Contrairement à ce que pourrait suggérer le titre de l’œuvre d’Annie Ernaux ayant reçu le prix Nobel de littérature en 2022, le spectacle auquel les élèves du lycée du Haut-Barr ont assisté le mercredi 31. 01. 2024 à l’Espace Rohan de Saverne, ne s’appuyait pas sur un roman mémoriel au sens classique du terme, mais sur une analyse archétypale de la jalousie, passion destructrice. En effet, dans ce roman psychologique présenté sous la forme d’un monologue, il est bel et bien question « d’occupation », au sens où la protagoniste est envahie, dépossédée d’elle-même, investie par une puissance ennemie, aliénée par la jalousie qui s’insinue dans tous les moindres recoins de sa vie. S’imaginant détachée et indépendante, cette femme vulnérable se découvre profondément enchaînée à l’homme dont elle s’est volontairement séparée après une relation de six années. Elle le quitte, mais poursuit une relation avec lui : « on continuait de se téléphoner, on se revoyait de temps en temps », alors qu’il refait sa vie, lui révélant ainsi par un cruel effet de miroir qu’elle n’est plus la femme désirable qu’elle pensait être, pire, qu’elle n’est qu’une quadragénaire interchangeable - douloureuse blessure narcissique qu’elle essaye d’apprivoiser en mobilisant de l’auto-dérision. Prise dans les filets d’une logique déraisonnable, d’une imagination follement débridée, d’une mauvaise foi attendrissante, cette femme jalouse est magnifiquement interprétée par la comédienne Anne Consigny, qui parvient à restituer toute la densité du texte, dans ses variations tant pathétiques que comiques, réhaussées par les créations inspirées du multi-instrumentiste Christophe Disco Minck. La mise en scène inédite de Pierre Pradinas, sous forme de tableaux épurés, sobres et ajustés, met pleinement en valeur l’humour de l’absurde qui perce à travers les mots de l’autrice, magnifiés par le jeu captivant de la brillante comédienne s’adonnant à une vraie performance artistique pour donner corps, voix et vie à cette allégorie de la jalousie, tragiquement jubilatoire ! 
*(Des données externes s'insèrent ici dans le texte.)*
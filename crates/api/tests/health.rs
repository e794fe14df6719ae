//! `/health` plus the behaviour every route gets from the middleware stack.

mod common;

use axum::body::Body;
use axum::http::{Method, Request, StatusCode};
use common::{body_json, fresh_app, get, send};

const DEV_ORIGIN: &str = "http://localhost:5173";

fn header<'a>(response: &'a axum::http::Response<Body>, name: &str) -> Option<&'a str> {
    response.headers().get(name).and_then(|v| v.to_str().ok())
}

// ---------------------------------------------------------------------------
// /health
// ---------------------------------------------------------------------------

#[tokio::test]
async fn health_reports_backend_and_its_state() {
    let (app, _store) = fresh_app();
    let response = get(app, "/health").await;
    assert_eq!(response.status(), StatusCode::OK);

    let json = body_json(response).await;
    assert_eq!(json["status"], "ok");
    assert_eq!(json["storage"], "memory");
    assert_eq!(json["storageHealthy"], true);
    assert_eq!(json["version"], env!("CARGO_PKG_VERSION"));
}

#[tokio::test]
async fn health_is_not_under_the_api_prefix() {
    let (app, _store) = fresh_app();
    let response = get(app, "/api/v1/health").await;
    assert_eq!(response.status(), StatusCode::NOT_FOUND);
}

// ---------------------------------------------------------------------------
// Request ids
// ---------------------------------------------------------------------------

#[tokio::test]
async fn generated_request_id_is_a_uuid() {
    let (app, _store) = fresh_app();
    let response = get(app, "/api/v1/get-all-todos").await;

    let id = header(&response, "x-request-id").expect("x-request-id header");
    assert!(uuid_like(id), "not a UUID: {id}");
}

#[tokio::test]
async fn caller_request_id_is_echoed() {
    let (app, _store) = fresh_app();
    let request = Request::builder()
        .uri("/health")
        .header("x-request-id", "trace-me-123")
        .body(Body::empty())
        .unwrap();

    let response = send(app, request).await;
    assert_eq!(header(&response, "x-request-id"), Some("trace-me-123"));
}

fn uuid_like(value: &str) -> bool {
    value.len() == 36 && value.chars().filter(|c| *c == '-').count() == 4
}

// ---------------------------------------------------------------------------
// CORS
// ---------------------------------------------------------------------------

#[tokio::test]
async fn preflight_from_configured_origin_is_allowed() {
    let (app, _store) = fresh_app();
    let request = Request::builder()
        .method(Method::OPTIONS)
        .uri("/api/v1/todos/00000000-0000-0000-0000-000000000000")
        .header("origin", DEV_ORIGIN)
        .header("access-control-request-method", "DELETE")
        .body(Body::empty())
        .unwrap();

    let response = send(app, request).await;
    assert_eq!(response.status(), StatusCode::OK);
    assert_eq!(header(&response, "access-control-allow-origin"), Some(DEV_ORIGIN));
}

#[tokio::test]
async fn unlisted_origin_gets_no_cors_headers() {
    let (app, _store) = fresh_app();
    let request = Request::builder()
        .uri("/health")
        .header("origin", "http://evil.example")
        .body(Body::empty())
        .unwrap();

    let response = send(app, request).await;
    assert!(header(&response, "access-control-allow-origin").is_none());
}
Photo 2 : Anne Consigny et Christophe Disco Minck sur scène lors de l’adaption théâtralisée du roman « l’Occupation » d’Annie Ernaux. (Anne Consigny@Marion Stalens).

Photo 3 : Le dress code convenu entre les élèves et l’enseignante de philosophie était de porter un vêtement blanc pour honorer le bonheur de venir au théâtre lors de cette fabuleuse soirée.

Photo 4 : Du blanc avant toutes choses !

Photo 5 :  Les TG2, THLP et 1HLP, heureux d’être ensemble pour vivre un grand moment de théâtre.

Photo 6 : Une chouette équipe !

Photo 7 : Le lycée du Haut-Barr joyeusement représenté !

Photo 8 : Dans les gradins, l’ambiance est détendue, chaleureuse et rieuse !


Place au spectacle ! « L’occupation » d’Annie Ernaux.

Photo 9 : La mise en scène joue sur une disposition esthétique de l’espace, soulignée par la présence d’une magnifique harpe.


 
Photo 10 : Sur scène, une femme seule se tient debout, magnifiquement incarnée par Anne Consigny, portant une robe noire, simple et sobre, sculptant sa silhouette fine. (Anne Consigny@Marion Stalens). 


L’actrice fait face aux spectateurs, dans un décor minimaliste. Côté cour se trouve un espace musical, d’où ressort la forme élégante d’une harpe. Là se tient l’artiste compositeur qui accompagne le texte de créations musicales inédites, conférant un fond sonore à l’expression des émotions de cette femme quadragénaire. Fragile et puissante, la protagoniste est en proie à des pensées qui s’égarent, à ses sentiments déstructurés, à ses divagations labyrinthiques. Elle procède à une introspection pour essayer de faire le point sur sa situation. Elle vient d’être remplacée dans le cœur et la vie de son amant. Cette dépossession lui est insupportable. 


 

Photo 11 : Troublée, elle exprime tout haut les tourments intérieurs qui la poursuivent comme des Érinyes acharnées. (Anne Consigny@Marion Stalens).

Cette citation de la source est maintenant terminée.